Task requirements:
Provide the number of lines in the records that hold the string "read", without any other words.

Source material:
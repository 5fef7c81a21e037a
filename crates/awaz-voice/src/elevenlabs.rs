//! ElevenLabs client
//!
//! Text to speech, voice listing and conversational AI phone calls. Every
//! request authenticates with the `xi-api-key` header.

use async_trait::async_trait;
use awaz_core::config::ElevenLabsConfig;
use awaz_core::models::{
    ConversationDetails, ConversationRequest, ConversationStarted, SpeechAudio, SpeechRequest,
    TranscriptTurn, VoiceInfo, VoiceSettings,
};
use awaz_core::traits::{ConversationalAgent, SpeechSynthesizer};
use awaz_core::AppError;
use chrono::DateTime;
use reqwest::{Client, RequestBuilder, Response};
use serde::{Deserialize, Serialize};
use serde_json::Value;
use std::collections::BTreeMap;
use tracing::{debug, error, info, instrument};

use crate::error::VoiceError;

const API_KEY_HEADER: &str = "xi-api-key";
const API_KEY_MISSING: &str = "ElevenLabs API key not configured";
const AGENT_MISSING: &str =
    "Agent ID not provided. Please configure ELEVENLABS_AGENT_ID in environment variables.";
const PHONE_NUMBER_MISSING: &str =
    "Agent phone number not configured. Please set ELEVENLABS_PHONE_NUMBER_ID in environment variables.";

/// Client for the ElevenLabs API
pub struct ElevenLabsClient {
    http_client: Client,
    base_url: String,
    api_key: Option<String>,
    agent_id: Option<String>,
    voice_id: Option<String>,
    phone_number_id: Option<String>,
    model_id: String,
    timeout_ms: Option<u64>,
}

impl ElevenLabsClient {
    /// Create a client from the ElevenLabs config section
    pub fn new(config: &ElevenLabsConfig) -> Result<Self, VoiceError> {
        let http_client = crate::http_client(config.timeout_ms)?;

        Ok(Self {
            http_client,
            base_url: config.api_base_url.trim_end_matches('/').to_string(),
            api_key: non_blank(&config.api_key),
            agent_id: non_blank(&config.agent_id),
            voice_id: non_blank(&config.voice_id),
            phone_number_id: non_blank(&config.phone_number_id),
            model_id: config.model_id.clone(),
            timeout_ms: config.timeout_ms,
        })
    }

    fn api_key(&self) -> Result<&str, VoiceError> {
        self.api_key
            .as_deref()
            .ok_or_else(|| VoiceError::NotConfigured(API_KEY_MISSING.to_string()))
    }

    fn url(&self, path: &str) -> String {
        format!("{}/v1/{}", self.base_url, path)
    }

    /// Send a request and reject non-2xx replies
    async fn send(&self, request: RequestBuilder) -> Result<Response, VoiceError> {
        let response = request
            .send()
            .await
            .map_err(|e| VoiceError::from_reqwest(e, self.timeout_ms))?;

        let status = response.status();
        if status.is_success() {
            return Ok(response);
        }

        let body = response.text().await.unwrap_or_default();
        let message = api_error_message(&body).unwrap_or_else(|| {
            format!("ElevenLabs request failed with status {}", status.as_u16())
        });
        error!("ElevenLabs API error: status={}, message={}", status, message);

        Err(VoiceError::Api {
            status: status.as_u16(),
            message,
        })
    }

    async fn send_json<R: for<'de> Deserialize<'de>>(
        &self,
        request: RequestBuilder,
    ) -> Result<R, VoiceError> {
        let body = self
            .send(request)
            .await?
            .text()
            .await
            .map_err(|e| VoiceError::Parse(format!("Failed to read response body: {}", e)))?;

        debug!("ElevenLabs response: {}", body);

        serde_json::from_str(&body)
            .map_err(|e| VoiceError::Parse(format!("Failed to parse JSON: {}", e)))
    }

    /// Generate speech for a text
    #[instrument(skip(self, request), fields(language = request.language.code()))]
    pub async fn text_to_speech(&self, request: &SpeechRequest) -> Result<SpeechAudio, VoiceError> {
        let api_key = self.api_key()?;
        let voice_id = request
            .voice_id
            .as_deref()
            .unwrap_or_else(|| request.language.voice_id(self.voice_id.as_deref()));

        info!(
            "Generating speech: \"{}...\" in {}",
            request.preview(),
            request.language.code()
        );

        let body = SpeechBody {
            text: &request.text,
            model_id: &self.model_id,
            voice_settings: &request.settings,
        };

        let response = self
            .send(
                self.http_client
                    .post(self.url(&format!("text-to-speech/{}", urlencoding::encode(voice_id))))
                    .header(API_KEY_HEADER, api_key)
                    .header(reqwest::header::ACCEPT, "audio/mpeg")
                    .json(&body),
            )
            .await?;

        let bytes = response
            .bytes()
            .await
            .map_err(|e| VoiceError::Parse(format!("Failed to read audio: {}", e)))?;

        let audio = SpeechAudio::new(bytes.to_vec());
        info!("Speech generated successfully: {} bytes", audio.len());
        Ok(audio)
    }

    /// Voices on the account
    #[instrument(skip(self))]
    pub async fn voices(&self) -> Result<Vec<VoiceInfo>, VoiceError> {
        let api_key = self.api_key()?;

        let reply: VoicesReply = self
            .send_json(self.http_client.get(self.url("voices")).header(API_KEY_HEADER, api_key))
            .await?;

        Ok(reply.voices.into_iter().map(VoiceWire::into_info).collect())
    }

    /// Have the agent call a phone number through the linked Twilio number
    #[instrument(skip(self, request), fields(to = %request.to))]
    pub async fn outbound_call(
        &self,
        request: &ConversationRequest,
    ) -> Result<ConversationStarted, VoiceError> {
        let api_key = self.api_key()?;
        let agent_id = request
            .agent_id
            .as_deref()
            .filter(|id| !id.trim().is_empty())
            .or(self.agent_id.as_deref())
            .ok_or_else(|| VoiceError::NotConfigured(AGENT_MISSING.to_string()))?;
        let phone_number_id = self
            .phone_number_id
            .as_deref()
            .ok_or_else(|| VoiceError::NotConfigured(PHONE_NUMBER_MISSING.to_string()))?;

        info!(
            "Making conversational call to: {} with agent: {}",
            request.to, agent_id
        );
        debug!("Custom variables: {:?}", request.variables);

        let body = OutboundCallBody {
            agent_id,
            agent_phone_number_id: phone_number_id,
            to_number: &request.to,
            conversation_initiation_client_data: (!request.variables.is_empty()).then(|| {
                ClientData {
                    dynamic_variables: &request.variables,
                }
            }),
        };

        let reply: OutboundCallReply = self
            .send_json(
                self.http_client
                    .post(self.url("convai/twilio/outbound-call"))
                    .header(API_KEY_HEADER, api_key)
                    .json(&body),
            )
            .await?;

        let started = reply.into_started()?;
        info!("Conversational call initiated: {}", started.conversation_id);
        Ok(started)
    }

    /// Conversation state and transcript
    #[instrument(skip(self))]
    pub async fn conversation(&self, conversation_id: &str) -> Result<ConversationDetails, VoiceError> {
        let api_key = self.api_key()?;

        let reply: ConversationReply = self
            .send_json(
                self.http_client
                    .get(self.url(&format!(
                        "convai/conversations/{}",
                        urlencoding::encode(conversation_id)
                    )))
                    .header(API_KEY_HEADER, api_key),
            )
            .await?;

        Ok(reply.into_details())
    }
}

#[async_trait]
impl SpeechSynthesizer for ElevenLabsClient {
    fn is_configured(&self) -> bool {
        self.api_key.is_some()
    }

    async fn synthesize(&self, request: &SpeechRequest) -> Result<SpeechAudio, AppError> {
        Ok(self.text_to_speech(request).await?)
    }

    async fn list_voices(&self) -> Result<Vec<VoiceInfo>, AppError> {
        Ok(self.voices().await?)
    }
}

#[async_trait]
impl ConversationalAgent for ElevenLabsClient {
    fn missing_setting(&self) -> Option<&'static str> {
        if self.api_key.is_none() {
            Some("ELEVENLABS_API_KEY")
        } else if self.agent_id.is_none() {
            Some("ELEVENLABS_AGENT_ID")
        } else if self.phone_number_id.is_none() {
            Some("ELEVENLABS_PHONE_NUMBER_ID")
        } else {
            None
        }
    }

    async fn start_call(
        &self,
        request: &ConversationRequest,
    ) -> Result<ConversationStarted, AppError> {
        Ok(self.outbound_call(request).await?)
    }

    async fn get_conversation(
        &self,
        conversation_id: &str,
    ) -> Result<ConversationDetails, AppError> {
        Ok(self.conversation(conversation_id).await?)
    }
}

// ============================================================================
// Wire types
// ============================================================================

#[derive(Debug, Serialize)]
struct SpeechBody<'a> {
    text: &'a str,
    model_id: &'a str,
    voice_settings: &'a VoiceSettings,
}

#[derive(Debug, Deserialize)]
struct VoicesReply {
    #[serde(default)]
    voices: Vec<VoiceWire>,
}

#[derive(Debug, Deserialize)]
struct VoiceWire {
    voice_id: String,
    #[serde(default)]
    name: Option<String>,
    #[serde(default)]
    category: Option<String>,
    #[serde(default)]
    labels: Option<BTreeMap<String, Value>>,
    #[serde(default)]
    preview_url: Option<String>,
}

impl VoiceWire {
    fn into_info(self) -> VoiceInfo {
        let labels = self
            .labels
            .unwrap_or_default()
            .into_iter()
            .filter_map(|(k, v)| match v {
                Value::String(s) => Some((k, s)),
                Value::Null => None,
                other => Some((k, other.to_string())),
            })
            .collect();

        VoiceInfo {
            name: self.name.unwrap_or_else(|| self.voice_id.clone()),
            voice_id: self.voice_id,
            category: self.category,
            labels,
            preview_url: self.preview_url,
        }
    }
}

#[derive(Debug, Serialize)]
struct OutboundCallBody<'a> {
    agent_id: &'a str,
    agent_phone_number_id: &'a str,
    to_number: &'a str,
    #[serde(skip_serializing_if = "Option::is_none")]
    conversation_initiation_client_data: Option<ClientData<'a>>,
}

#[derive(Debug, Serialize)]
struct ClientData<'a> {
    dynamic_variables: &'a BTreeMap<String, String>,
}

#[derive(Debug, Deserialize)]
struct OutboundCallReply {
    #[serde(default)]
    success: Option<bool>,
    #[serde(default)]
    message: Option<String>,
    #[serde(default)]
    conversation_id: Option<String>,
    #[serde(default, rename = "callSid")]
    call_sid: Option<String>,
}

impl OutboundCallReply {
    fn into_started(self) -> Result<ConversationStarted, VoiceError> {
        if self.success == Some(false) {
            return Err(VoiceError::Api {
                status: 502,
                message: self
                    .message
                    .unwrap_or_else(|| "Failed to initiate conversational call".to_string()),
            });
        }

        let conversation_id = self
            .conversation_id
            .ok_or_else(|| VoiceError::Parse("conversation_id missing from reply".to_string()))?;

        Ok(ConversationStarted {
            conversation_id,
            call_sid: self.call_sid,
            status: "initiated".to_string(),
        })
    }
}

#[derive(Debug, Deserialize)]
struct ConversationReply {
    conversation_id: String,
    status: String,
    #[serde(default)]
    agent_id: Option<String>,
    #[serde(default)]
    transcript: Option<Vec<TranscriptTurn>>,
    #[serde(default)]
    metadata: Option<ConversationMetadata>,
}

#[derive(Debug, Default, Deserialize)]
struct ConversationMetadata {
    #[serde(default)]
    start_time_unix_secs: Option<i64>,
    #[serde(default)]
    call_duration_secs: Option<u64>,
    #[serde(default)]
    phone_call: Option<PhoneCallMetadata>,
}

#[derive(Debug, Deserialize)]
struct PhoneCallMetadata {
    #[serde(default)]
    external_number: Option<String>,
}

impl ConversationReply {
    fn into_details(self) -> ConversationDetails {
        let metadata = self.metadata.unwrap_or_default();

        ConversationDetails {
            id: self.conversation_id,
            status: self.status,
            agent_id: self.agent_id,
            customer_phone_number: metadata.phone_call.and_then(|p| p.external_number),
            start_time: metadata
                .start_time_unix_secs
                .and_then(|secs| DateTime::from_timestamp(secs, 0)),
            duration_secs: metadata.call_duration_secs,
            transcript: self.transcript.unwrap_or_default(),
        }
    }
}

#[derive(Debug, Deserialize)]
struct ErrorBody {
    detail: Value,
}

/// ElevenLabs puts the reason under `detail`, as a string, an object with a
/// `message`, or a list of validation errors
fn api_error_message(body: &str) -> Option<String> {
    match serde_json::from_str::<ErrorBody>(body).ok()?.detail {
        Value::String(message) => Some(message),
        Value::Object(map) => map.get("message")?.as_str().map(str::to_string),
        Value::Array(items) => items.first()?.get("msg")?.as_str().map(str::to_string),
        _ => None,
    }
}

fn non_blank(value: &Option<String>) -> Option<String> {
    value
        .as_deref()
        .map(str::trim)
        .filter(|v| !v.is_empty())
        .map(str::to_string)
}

The completed task:
2